To do>
The line that contains "top 5 to blue." marks the end: retype the data below exactly from its first line through that line.
☆ ☆ ☆ ☆ ☆ ☆ ☆
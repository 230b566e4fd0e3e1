//! Pixel formats and YCbCr color conversion.
//!
//! Source pixels arrive packed in one of three layouts and are converted to
//! studio-range YCbCr with BT.601 weights before the DCT. Luma is level
//! shifted by -128 during conversion; the chroma differences are already
//! centered on zero and need no shift.

/// Layout of the source pixel buffer.
#[derive(Debug, Clone, Copy, PartialEq, Eq)]
pub enum PixelFormat {
    /// Packed 16 bits per pixel, little-endian words. The low 5 bits widen
    /// to red, the middle 6 to green, and the top 5 to blue.
    Rgb565,
    /// 3 bytes per pixel, R then G then B.
    Rgb888,
    /// 4 bytes per pixel, R, G, B, then an alpha byte that is ignored.
    Rgba8888,
}

impl PixelFormat {
    pub fn bytes_per_pixel(self) -> usize {
        match self {
            PixelFormat::Rgb565 => 2,
            PixelFormat::Rgb888 => 3,
            PixelFormat::Rgba8888 => 4,
        }
    }
}

/// Converts one RGB pixel to (Y - 128, Cb, Cr) with BT.601 weights.
///
/// The luma term carries the JPEG level shift so DCT input is centered on
/// zero; both chroma terms land in -128.0..=127.5 without further shifting.
pub fn rgb_to_ycbcr(r: u8, g: u8, b: u8) -> (f32, f32, f32) {
    let r = r as f32;
    let g = g as f32;
    let b = b as f32;
    let y = 0.299 * r + 0.587 * g + 0.114 * b - 128.0;
    let cb = -0.1687 * r - 0.3313 * g + 0.5 * b;
    let cr = 0.5 * r - 0.4187 * g - 0.0813 * b;
    (y, cb, cr)
}

/// Reads the pixel at index `idx` (in pixels, row-major) as 8-bit RGB.
fn load_rgb(data: &[u8], idx: usize, format: PixelFormat) -> (u8, u8, u8) {
    match format {
        PixelFormat::Rgb565 => {
            let offset = idx * 2;
            let word = u16::from_le_bytes([data[offset], data[offset + 1]]);
            let r = ((word & 0x001F) << 3) as u8;
            let g = ((word & 0x07E0) >> 3) as u8;
            let b = ((word & 0xF800) >> 8) as u8;
            (r, g, b)
        }
        PixelFormat::Rgb888 => {
            let offset = idx * 3;
            (data[offset], data[offset + 1], data[offset + 2])
        }
        PixelFormat::Rgba8888 => {
            let offset = idx * 4;
            (data[offset], data[offset + 1], data[offset + 2])
        }
    }
}

/// Extracts one 8x8 tile starting at pixel `(origin_x, origin_y)` as three
/// parallel YCbCr blocks.
///
/// Tiles that extend past the right or bottom image edge replicate the last
/// valid column and row; blocks are never zero padded.
pub fn extract_block(
    data: &[u8],
    width: usize,
    height: usize,
    origin_x: usize,
    origin_y: usize,
    format: PixelFormat,
) -> ([f32; 64], [f32; 64], [f32; 64]) {
    let mut y_block = [0.0f32; 64];
    let mut cb_block = [0.0f32; 64];
    let mut cr_block = [0.0f32; 64];

    for dy in 0..8 {
        for dx in 0..8 {
            let x = (origin_x + dx).min(width - 1);
            let y = (origin_y + dy).min(height - 1);
            let idx = dy * 8 + dx;

            let (r, g, b) = load_rgb(data, y * width + x, format);
            let (yc, cb, cr) = rgb_to_ycbcr(r, g, b);
            y_block[idx] = yc;
            cb_block[idx] = cb;
            cr_block[idx] = cr;
        }
    }

    (y_block, cb_block, cr_block)
}
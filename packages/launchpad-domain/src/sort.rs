use std::cmp::Ordering;

use crate::listing::Listing;

/// Explicit sort requested by a caller.
#[derive(Debug, Clone, Copy, PartialEq, Eq)]
pub enum SortOrder {
	DateAsc,
	DateDesc,
	LikesAsc,
	LikesDesc,
	ViewsAsc,
	ViewsDesc,
}
impl SortOrder {
	/// Unrecognized values yield `None`; callers fall back to their default order.
	pub fn parse(raw: &str) -> Option<Self> {
		match raw.trim() {
			"date_asc" => Some(Self::DateAsc),
			"date_desc" => Some(Self::DateDesc),
			"likes_asc" => Some(Self::LikesAsc),
			"likes_desc" => Some(Self::LikesDesc),
			"views_asc" => Some(Self::ViewsAsc),
			"views_desc" => Some(Self::ViewsDesc),
			_ => None,
		}
	}

	pub fn as_str(self) -> &'static str {
		match self {
			Self::DateAsc => "date_asc",
			Self::DateDesc => "date_desc",
			Self::LikesAsc => "likes_asc",
			Self::LikesDesc => "likes_desc",
			Self::ViewsAsc => "views_asc",
			Self::ViewsDesc => "views_desc",
		}
	}

	pub fn key(self) -> SortKey {
		match self {
			Self::DateAsc => SortKey::new(SortColumn::CreatedAt, Direction::Asc),
			Self::DateDesc => SortKey::new(SortColumn::CreatedAt, Direction::Desc),
			Self::LikesAsc => SortKey::new(SortColumn::Likes, Direction::Asc),
			Self::LikesDesc => SortKey::new(SortColumn::Likes, Direction::Desc),
			Self::ViewsAsc => SortKey::new(SortColumn::Views, Direction::Asc),
			Self::ViewsDesc => SortKey::new(SortColumn::Views, Direction::Desc),
		}
	}
}

#[derive(Debug, Clone, Copy, PartialEq, Eq)]
pub enum SortColumn {
	CreatedAt,
	Likes,
	Views,
}

#[derive(Debug, Clone, Copy, PartialEq, Eq)]
pub enum Direction {
	Asc,
	Desc,
}

#[derive(Debug, Clone, Copy, PartialEq, Eq)]
pub struct SortKey {
	pub column: SortColumn,
	pub direction: Direction,
}
impl SortKey {
	pub const fn new(column: SortColumn, direction: Direction) -> Self {
		Self { column, direction }
	}

	pub fn compare(&self, left: &Listing, right: &Listing) -> Ordering {
		let ord = match self.column {
			SortColumn::CreatedAt => left.created_at.cmp(&right.created_at),
			SortColumn::Likes => left.likes.cmp(&right.likes),
			SortColumn::Views => left.views.cmp(&right.views),
		};

		match self.direction {
			Direction::Asc => ord,
			Direction::Desc => ord.reverse(),
		}
	}
}

/// Ordering applied by the store when fetching listings, most significant key first.
#[derive(Debug, Clone, PartialEq, Eq)]
pub struct FetchOrder(Vec<SortKey>);
impl FetchOrder {
	/// Newest first.
	pub fn recent() -> Self {
		Self(vec![SortKey::new(SortColumn::CreatedAt, Direction::Desc)])
	}

	/// Most liked, then most viewed, then newest. Ties in the composite score keep this order.
	pub fn engagement() -> Self {
		Self(vec![
			SortKey::new(SortColumn::Likes, Direction::Desc),
			SortKey::new(SortColumn::Views, Direction::Desc),
			SortKey::new(SortColumn::CreatedAt, Direction::Desc),
		])
	}

	/// The explicit sort when one was requested, otherwise `default`.
	pub fn explicit_or(sort: Option<SortOrder>, default: Self) -> Self {
		sort.map(Self::from).unwrap_or(default)
	}

	pub fn keys(&self) -> &[SortKey] {
		&self.0
	}

	pub fn compare(&self, left: &Listing, right: &Listing) -> Ordering {
		self.0
			.iter()
			.map(|key| key.compare(left, right))
			.find(|ord| ord.is_ne())
			.unwrap_or(Ordering::Equal)
	}

	/// Stable in-memory sort matching what the store would return.
	pub fn sort(&self, listings: &mut [Listing]) {
		listings.sort_by(|left, right| self.compare(left, right));
	}
}
impl From<SortOrder> for FetchOrder {
	fn from(sort: SortOrder) -> Self {
		Self(vec![sort.key()])
	}
}
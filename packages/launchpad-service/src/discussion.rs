use serde::Deserialize;
use uuid::Uuid;

use launchpad_domain::discussion::{
	CommentNode, ThreadSort, VoteOutcome, build_thread, is_valid_vote,
};

use crate::{Error, LaunchpadService, Result, listings::require_slug, store::NewComment};

#[derive(Debug, Clone, Default, Deserialize)]
pub struct DiscussionRequest {
	pub viewer_id: Option<Uuid>,
	pub sort: Option<String>,
}

#[derive(Debug, Clone, Deserialize)]
pub struct CommentRequest {
	pub user_id: Uuid,
	pub parent_id: Option<Uuid>,
	#[serde(default)]
	pub content: String,
}

#[derive(Debug, Clone, Copy, Deserialize)]
pub struct VoteRequest {
	pub user_id: Uuid,
	pub vote_type: i16,
}

impl LaunchpadService {
	pub async fn discussion(&self, slug: &str, req: DiscussionRequest) -> Result<Vec<CommentNode>> {
		let startup_id = self.startup_id(slug).await?;
		let sort = req.sort.as_deref().and_then(ThreadSort::parse).unwrap_or_default();
		let comments = self.store.list_comments(startup_id).await?;
		let votes = self.store.list_votes(startup_id).await?;

		Ok(build_thread(comments, &votes, req.viewer_id, sort))
	}

	pub async fn post_comment(&self, slug: &str, req: CommentRequest) -> Result<CommentNode> {
		let content = req.content.trim();

		if content.is_empty() {
			return Err(Error::invalid("content is required."));
		}

		let startup_id = self.startup_id(slug).await?;

		self.require_profile(req.user_id).await?;

		if let Some(parent_id) = req.parent_id
			&& self.store.find_comment_startup(parent_id).await? != Some(startup_id)
		{
			return Err(Error::invalid("parent_id must reference a comment on the same startup."));
		}

		let comment = NewComment {
			startup_id,
			user_id: req.user_id,
			parent_id: req.parent_id,
			content: content.to_string(),
		};
		let record = self.store.insert_comment(&comment).await?;

		tracing::info!(comment_id = %record.id, %startup_id, "Comment posted.");

		Ok(CommentNode {
			id: record.id,
			parent_id: record.parent_id,
			user_id: record.user_id,
			content: record.content,
			created_at: record.created_at,
			author: record.author,
			votes: 0,
			user_vote: 0,
			replies: Vec::new(),
		})
	}

	/// Toggles a vote: repeating the current vote withdraws it, the opposite vote replaces it.
	pub async fn vote(&self, comment_id: Uuid, req: VoteRequest) -> Result<VoteOutcome> {
		if !is_valid_vote(req.vote_type) {
			return Err(Error::invalid("vote_type must be 1 or -1."));
		}

		self.require_profile(req.user_id).await?;

		let outcome = self
			.store
			.apply_vote(comment_id, req.user_id, req.vote_type)
			.await?
			.ok_or_else(|| Error::not_found("Comment not found."))?;

		tracing::debug!(
			%comment_id,
			user_vote = outcome.user_vote,
			votes = outcome.votes,
			"Vote applied."
		);

		Ok(outcome)
	}

	async fn startup_id(&self, slug: &str) -> Result<Uuid> {
		let slug = require_slug(slug)?;
		let listing = self
			.store
			.find_listing_by_slug(slug)
			.await?
			.ok_or_else(|| Error::not_found("Startup not found."))?;

		Ok(listing.id)
	}
}
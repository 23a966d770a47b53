use std::{
	collections::HashSet,
	future,
	sync::{Mutex, MutexGuard},
};

use time::OffsetDateTime;
use uuid::Uuid;

use launchpad_domain::{
	FetchOrder, Listing, ListingFilter, ProfileSummary,
	discussion::{CommentRecord, VoteAction, VoteOutcome, VoteRecord, resolve_vote},
};
use launchpad_service::{
	BoxFuture, Error, NewComment, NewPreferences, NewProfile, Result, StartupStore,
};
use launchpad_storage::models::{PreferencesRow, ProfileRow};

/// In-process [`StartupStore`] evaluating filters and orders the way the SQL store does.
///
/// [`MemoryStore::fail_with`] makes every later call return a storage error with that message.
#[derive(Default)]
pub struct MemoryStore {
	state: Mutex<State>,
	failure: Mutex<Option<String>>,
}

#[derive(Default)]
struct State {
	profiles: Vec<ProfileRow>,
	preferences: Vec<PreferencesRow>,
	listings: Vec<Listing>,
	follows: HashSet<(String, String)>,
	comments: Vec<(Uuid, CommentRecord)>,
	votes: Vec<VoteRecord>,
	fetches: usize,
}

impl MemoryStore {
	pub fn new() -> Self {
		Self::default()
	}

	pub fn fail_with(&self, message: impl Into<String>) {
		*self.failure.lock().unwrap_or_else(|err| err.into_inner()) = Some(message.into());
	}

	pub fn add_profile(&self, email: &str, full_name: Option<&str>) -> ProfileRow {
		let now = OffsetDateTime::now_utc();
		let row = ProfileRow {
			id: Uuid::new_v4(),
			email: email.to_string(),
			full_name: full_name.map(str::to_string),
			avatar_url: None,
			role: None,
			location: None,
			created_at: now,
			updated_at: now,
		};

		self.state().profiles.push(row.clone());

		row
	}

	pub fn add_preferences(
		&self,
		profile_id: Uuid,
		tags: &[&str],
		stage: Option<&str>,
		location: Option<&str>,
	) {
		self.state().preferences.push(PreferencesRow {
			profile_id,
			tags: Some(tags.iter().map(|tag| tag.to_string()).collect()),
			stage: stage.map(str::to_string),
			location: location.map(str::to_string),
			created_at: OffsetDateTime::now_utc(),
		});
	}

	pub fn add_listing(&self, listing: Listing) {
		self.state().listings.push(listing);
	}

	/// Current state of a listing, for asserting on counters.
	pub fn listing(&self, slug: &str) -> Option<Listing> {
		self.state().listings.iter().find(|listing| listing.slug == slug).cloned()
	}

	/// Number of `fetch_listings` calls served so far.
	pub fn fetch_count(&self) -> usize {
		self.state().fetches
	}

	fn state(&self) -> MutexGuard<'_, State> {
		self.state.lock().unwrap_or_else(|err| err.into_inner())
	}

	fn check(&self) -> Result<()> {
		match self.failure.lock().unwrap_or_else(|err| err.into_inner()).as_ref() {
			Some(message) => Err(Error::Storage { message: message.clone() }),
			None => Ok(()),
		}
	}

	fn run<'a, T, F>(&'a self, f: F) -> BoxFuture<'a, Result<T>>
	where
		T: Send + 'a,
		F: FnOnce(&mut State) -> T,
	{
		let result = self.check().map(|()| f(&mut self.state()));

		Box::pin(future::ready(result))
	}
}

impl StartupStore for MemoryStore {
	fn find_profile_by_email<'a>(
		&'a self,
		email: &'a str,
	) -> BoxFuture<'a, Result<Option<ProfileRow>>> {
		self.run(|state| state.profiles.iter().find(|profile| profile.email == email).cloned())
	}

	fn find_profile_by_id(&self, profile_id: Uuid) -> BoxFuture<'_, Result<Option<ProfileRow>>> {
		self.run(|state| state.profiles.iter().find(|profile| profile.id == profile_id).cloned())
	}

	fn upsert_profile<'a>(&'a self, profile: &'a NewProfile) -> BoxFuture<'a, Result<ProfileRow>> {
		self.run(|state| {
			let now = OffsetDateTime::now_utc();

			if let Some(row) = state.profiles.iter_mut().find(|row| row.email == profile.email) {
				row.full_name = Some(profile.full_name.clone());
				row.avatar_url = profile.avatar_url.clone().or(row.avatar_url.take());
				row.role = profile.role.clone().or(row.role.take());
				row.location = profile.location.clone().or(row.location.take());
				row.updated_at = now;

				return row.clone();
			}

			let row = ProfileRow {
				id: Uuid::new_v4(),
				email: profile.email.clone(),
				full_name: Some(profile.full_name.clone()),
				avatar_url: profile.avatar_url.clone(),
				role: profile.role.clone(),
				location: profile.location.clone(),
				created_at: now,
				updated_at: now,
			};

			state.profiles.push(row.clone());

			row
		})
	}

	fn find_preferences(
		&self,
		profile_id: Uuid,
	) -> BoxFuture<'_, Result<Option<PreferencesRow>>> {
		self.run(|state| {
			state.preferences.iter().find(|prefs| prefs.profile_id == profile_id).cloned()
		})
	}

	fn insert_preferences<'a>(
		&'a self,
		prefs: &'a NewPreferences,
	) -> BoxFuture<'a, Result<Option<PreferencesRow>>> {
		self.run(|state| {
			if state.preferences.iter().any(|row| row.profile_id == prefs.profile_id) {
				return None;
			}

			let row = PreferencesRow {
				profile_id: prefs.profile_id,
				tags: Some(prefs.tags.clone().into_vec()),
				stage: prefs.stage.clone(),
				location: prefs.location.clone(),
				created_at: OffsetDateTime::now_utc(),
			};

			state.preferences.push(row.clone());

			Some(row)
		})
	}

	fn fetch_listings<'a>(
		&'a self,
		filter: &'a ListingFilter,
		order: &'a FetchOrder,
	) -> BoxFuture<'a, Result<Vec<Listing>>> {
		self.run(|state| {
			let mut out = state
				.listings
				.iter()
				.filter(|listing| filter.matches(listing))
				.cloned()
				.collect::<Vec<_>>();

			order.sort(&mut out);

			state.fetches += 1;

			out
		})
	}

	fn find_listing_by_slug<'a>(&'a self, slug: &'a str) -> BoxFuture<'a, Result<Option<Listing>>> {
		self.run(|state| state.listings.iter().find(|listing| listing.slug == slug).cloned())
	}

	fn increment_likes<'a>(&'a self, slug: &'a str) -> BoxFuture<'a, Result<Option<i64>>> {
		self.run(|state| {
			let listing = state.listings.iter_mut().find(|listing| listing.slug == slug)?;

			listing.likes += 1;

			Some(listing.likes)
		})
	}

	fn increment_views<'a>(&'a self, slug: &'a str) -> BoxFuture<'a, Result<Option<i64>>> {
		self.run(|state| {
			let listing = state.listings.iter_mut().find(|listing| listing.slug == slug)?;

			listing.views += 1;

			Some(listing.views)
		})
	}

	fn insert_follow<'a>(&'a self, email: &'a str, slug: &'a str) -> BoxFuture<'a, Result<bool>> {
		self.run(|state| state.follows.insert((email.to_string(), slug.to_string())))
	}

	fn list_comments(&self, startup_id: Uuid) -> BoxFuture<'_, Result<Vec<CommentRecord>>> {
		self.run(|state| {
			state
				.comments
				.iter()
				.filter(|(owner, _)| *owner == startup_id)
				.map(|(_, comment)| comment.clone())
				.collect()
		})
	}

	fn list_votes(&self, startup_id: Uuid) -> BoxFuture<'_, Result<Vec<VoteRecord>>> {
		self.run(|state| {
			let ids = state
				.comments
				.iter()
				.filter(|(owner, _)| *owner == startup_id)
				.map(|(_, comment)| comment.id)
				.collect::<HashSet<_>>();

			state.votes.iter().filter(|vote| ids.contains(&vote.comment_id)).copied().collect()
		})
	}

	fn find_comment_startup(&self, comment_id: Uuid) -> BoxFuture<'_, Result<Option<Uuid>>> {
		self.run(|state| {
			state
				.comments
				.iter()
				.find(|(_, comment)| comment.id == comment_id)
				.map(|(owner, _)| *owner)
		})
	}

	fn insert_comment<'a>(&'a self, comment: &'a NewComment) -> BoxFuture<'a, Result<CommentRecord>> {
		self.run(|state| {
			let author = state.profiles.iter().find(|profile| profile.id == comment.user_id).map(
				|profile| ProfileSummary {
					full_name: profile.full_name.clone(),
					avatar_url: profile.avatar_url.clone(),
				},
			);
			let record = CommentRecord {
				id: Uuid::new_v4(),
				parent_id: comment.parent_id,
				user_id: comment.user_id,
				content: comment.content.clone(),
				created_at: OffsetDateTime::now_utc(),
				author,
			};

			state.comments.push((comment.startup_id, record.clone()));

			record
		})
	}

	fn apply_vote(
		&self,
		comment_id: Uuid,
		user_id: Uuid,
		vote_type: i16,
	) -> BoxFuture<'_, Result<Option<VoteOutcome>>> {
		self.run(|state| {
			if !state.comments.iter().any(|(_, comment)| comment.id == comment_id) {
				return None;
			}

			let position = state
				.votes
				.iter()
				.position(|vote| vote.comment_id == comment_id && vote.user_id == user_id);
			let current = position.map(|index| state.votes[index].vote_type);
			let action = resolve_vote(current, vote_type);

			match (action, position) {
				(VoteAction::Set(vote_type), Some(index)) => state.votes[index].vote_type = vote_type,
				(VoteAction::Set(vote_type), None) =>
					state.votes.push(VoteRecord { comment_id, user_id, vote_type }),
				(VoteAction::Remove, Some(index)) => {
					state.votes.remove(index);
				},
				(VoteAction::Remove, None) => {},
			}

			let votes = state
				.votes
				.iter()
				.filter(|vote| vote.comment_id == comment_id)
				.map(|vote| i64::from(vote.vote_type))
				.sum();

			Some(VoteOutcome { user_vote: action.resulting_vote(), votes })
		})
	}
}
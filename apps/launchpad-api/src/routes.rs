use axum::{
	Json, Router,
	extract::{
		FromRequest, FromRequestParts, Path, Query, Request, State,
		rejection::{JsonRejection, PathRejection, QueryRejection},
	},
	http::{StatusCode, request::Parts},
	response::{IntoResponse, Response},
	routing::{get, post},
};
use serde::{Deserialize, Serialize};
use uuid::Uuid;

use launchpad_domain::{
	Listing, TagSet,
	discussion::{CommentNode, VoteOutcome},
};
use launchpad_service::{
	CommentRequest, DiscussionRequest, Error, FollowRequest, FollowResponse, LikeResponse,
	OnboardingRequest, Preferences, ProfileQuery, ProfileRequest, ProfileResponse,
	RecommendRequest, RecommendedListing, SaveProfileResponse, SlugRequest, ViewResponse,
	VoteRequest,
};

use crate::state::AppState;

/// Query string of the listing endpoint; `tags` is comma-separated.
#[derive(Debug, Default, Deserialize)]
struct ListingsQuery {
	email: Option<String>,
	query: Option<String>,
	tags: Option<String>,
	stage: Option<String>,
	location: Option<String>,
	sort: Option<String>,
}
impl From<ListingsQuery> for RecommendRequest {
	fn from(query: ListingsQuery) -> Self {
		Self {
			email: query.email,
			query: query.query,
			tags: query.tags.as_deref().map(TagSet::parse_delimited).unwrap_or_default(),
			stage: query.stage,
			location: query.location,
			sort: query.sort,
		}
	}
}

#[derive(Debug, Serialize)]
struct ErrorBody {
	error: String,
}

#[derive(Debug)]
pub struct ApiError {
	status: StatusCode,
	message: String,
}
impl ApiError {
	fn new(status: StatusCode, message: impl Into<String>) -> Self {
		Self { status, message: message.into() }
	}
}
impl From<Error> for ApiError {
	fn from(err: Error) -> Self {
		let status = match &err {
			Error::InvalidRequest { .. } => StatusCode::BAD_REQUEST,
			Error::NotFound { .. } => StatusCode::NOT_FOUND,
			Error::Conflict { .. } => StatusCode::CONFLICT,
			Error::Storage { .. } => {
				tracing::error!(error = %err, "Request failed in storage.");

				StatusCode::INTERNAL_SERVER_ERROR
			},
		};

		Self::new(status, err.message())
	}
}
impl From<JsonRejection> for ApiError {
	fn from(rejection: JsonRejection) -> Self {
		Self::new(StatusCode::BAD_REQUEST, rejection.body_text())
	}
}
impl From<PathRejection> for ApiError {
	fn from(rejection: PathRejection) -> Self {
		Self::new(StatusCode::BAD_REQUEST, rejection.body_text())
	}
}
impl From<QueryRejection> for ApiError {
	fn from(rejection: QueryRejection) -> Self {
		Self::new(StatusCode::BAD_REQUEST, rejection.body_text())
	}
}
impl IntoResponse for ApiError {
	fn into_response(self) -> Response {
		(self.status, Json(ErrorBody { error: self.message })).into_response()
	}
}

/// [`Json`] body that rejects with an [`ApiError`].
struct JsonBody<T>(T);
impl<S, T> FromRequest<S> for JsonBody<T>
where
	Json<T>: FromRequest<S, Rejection = JsonRejection>,
	S: Send + Sync,
{
	type Rejection = ApiError;

	async fn from_request(req: Request, state: &S) -> Result<Self, Self::Rejection> {
		let Json(value) = Json::<T>::from_request(req, state).await?;

		Ok(Self(value))
	}
}

/// [`Path`] parameters that reject with an [`ApiError`].
struct PathParam<T>(T);
impl<S, T> FromRequestParts<S> for PathParam<T>
where
	Path<T>: FromRequestParts<S, Rejection = PathRejection>,
	S: Send + Sync,
{
	type Rejection = ApiError;

	async fn from_request_parts(parts: &mut Parts, state: &S) -> Result<Self, Self::Rejection> {
		let Path(value) = Path::<T>::from_request_parts(parts, state).await?;

		Ok(Self(value))
	}
}

/// [`Query`] string that rejects with an [`ApiError`].
struct QueryParams<T>(T);
impl<S, T> FromRequestParts<S> for QueryParams<T>
where
	Query<T>: FromRequestParts<S, Rejection = QueryRejection>,
	S: Send + Sync,
{
	type Rejection = ApiError;

	async fn from_request_parts(parts: &mut Parts, state: &S) -> Result<Self, Self::Rejection> {
		let Query(value) = Query::<T>::from_request_parts(parts, state).await?;

		Ok(Self(value))
	}
}

pub fn router(state: AppState) -> Router {
	Router::new()
		.route("/health", get(health))
		.route("/v1/startups", get(listings))
		.route("/v1/startups/like", post(like))
		.route("/v1/startups/view", post(view))
		.route("/v1/startups/{slug}", get(listing_by_slug))
		.route("/v1/startups/{slug}/comments", get(discussion).post(post_comment))
		.route("/v1/founders/{founder_id}/startups", get(founder_listings))
		.route("/v1/profiles", get(profile).post(save_profile))
		.route("/v1/onboarding", post(onboarding))
		.route("/v1/follows", post(follow))
		.route("/v1/comments/{comment_id}/vote", post(vote))
		.with_state(state)
}

async fn health() -> StatusCode {
	StatusCode::OK
}

async fn listings(
	State(state): State<AppState>,
	QueryParams(query): QueryParams<ListingsQuery>,
) -> Result<Json<Vec<RecommendedListing>>, ApiError> {
	let response = state.service.recommend(query.into()).await?;

	Ok(Json(response))
}

async fn listing_by_slug(
	State(state): State<AppState>,
	PathParam(slug): PathParam<String>,
) -> Result<Json<Listing>, ApiError> {
	let response = state.service.listing_by_slug(&slug).await?;

	Ok(Json(response))
}

async fn like(
	State(state): State<AppState>,
	JsonBody(payload): JsonBody<SlugRequest>,
) -> Result<Json<LikeResponse>, ApiError> {
	let response = state.service.like(payload).await?;

	Ok(Json(response))
}

async fn view(
	State(state): State<AppState>,
	JsonBody(payload): JsonBody<SlugRequest>,
) -> Result<Json<ViewResponse>, ApiError> {
	let response = state.service.view(payload).await?;

	Ok(Json(response))
}

async fn founder_listings(
	State(state): State<AppState>,
	PathParam(founder_id): PathParam<Uuid>,
) -> Result<Json<Vec<Listing>>, ApiError> {
	let response = state.service.founder_listings(founder_id).await?;

	Ok(Json(response))
}

async fn profile(
	State(state): State<AppState>,
	QueryParams(query): QueryParams<ProfileQuery>,
) -> Result<Json<ProfileResponse>, ApiError> {
	let response = state.service.profile(query).await?;

	Ok(Json(response))
}

async fn save_profile(
	State(state): State<AppState>,
	JsonBody(payload): JsonBody<ProfileRequest>,
) -> Result<Json<SaveProfileResponse>, ApiError> {
	let response = state.service.save_profile(payload).await?;

	Ok(Json(response))
}

async fn onboarding(
	State(state): State<AppState>,
	JsonBody(payload): JsonBody<OnboardingRequest>,
) -> Result<Json<Preferences>, ApiError> {
	let response = state.service.save_preferences(payload).await?;

	Ok(Json(response))
}

async fn follow(
	State(state): State<AppState>,
	JsonBody(payload): JsonBody<FollowRequest>,
) -> Result<Json<FollowResponse>, ApiError> {
	let response = state.service.follow(payload).await?;

	Ok(Json(response))
}

async fn discussion(
	State(state): State<AppState>,
	PathParam(slug): PathParam<String>,
	QueryParams(query): QueryParams<DiscussionRequest>,
) -> Result<Json<Vec<CommentNode>>, ApiError> {
	let response = state.service.discussion(&slug, query).await?;

	Ok(Json(response))
}

async fn post_comment(
	State(state): State<AppState>,
	PathParam(slug): PathParam<String>,
	JsonBody(payload): JsonBody<CommentRequest>,
) -> Result<(StatusCode, Json<CommentNode>), ApiError> {
	let response = state.service.post_comment(&slug, payload).await?;

	Ok((StatusCode::CREATED, Json(response)))
}

async fn vote(
	State(state): State<AppState>,
	PathParam(comment_id): PathParam<Uuid>,
	JsonBody(payload): JsonBody<VoteRequest>,
) -> Result<Json<VoteOutcome>, ApiError> {
	let response = state.service.vote(comment_id, payload).await?;

	Ok(Json(response))
}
☆ ☆ ☆ ☆ ☆ ☆ ☆
Response box>
repository 230b566e4fd0e3e1
//! Pixel formats and YCbCr color conversion.
//!
//! Source pixels arrive packed in one of three layouts and are converted to
//! studio-range YCbCr with BT.601 weights before the DCT. Luma is level
//! shifted by -128 during conversion; the chroma differences are already
//! centered on zero and need no shift.

/// Layout of the source pixel buffer.
#[derive(Debug, Clone, Copy, PartialEq, Eq)]
pub enum PixelFormat {
    /// Packed 16 bits per pixel, little-endian words. The low 5 bits widen
    /// to red, the middle 6 to green, and the top 5 to blue.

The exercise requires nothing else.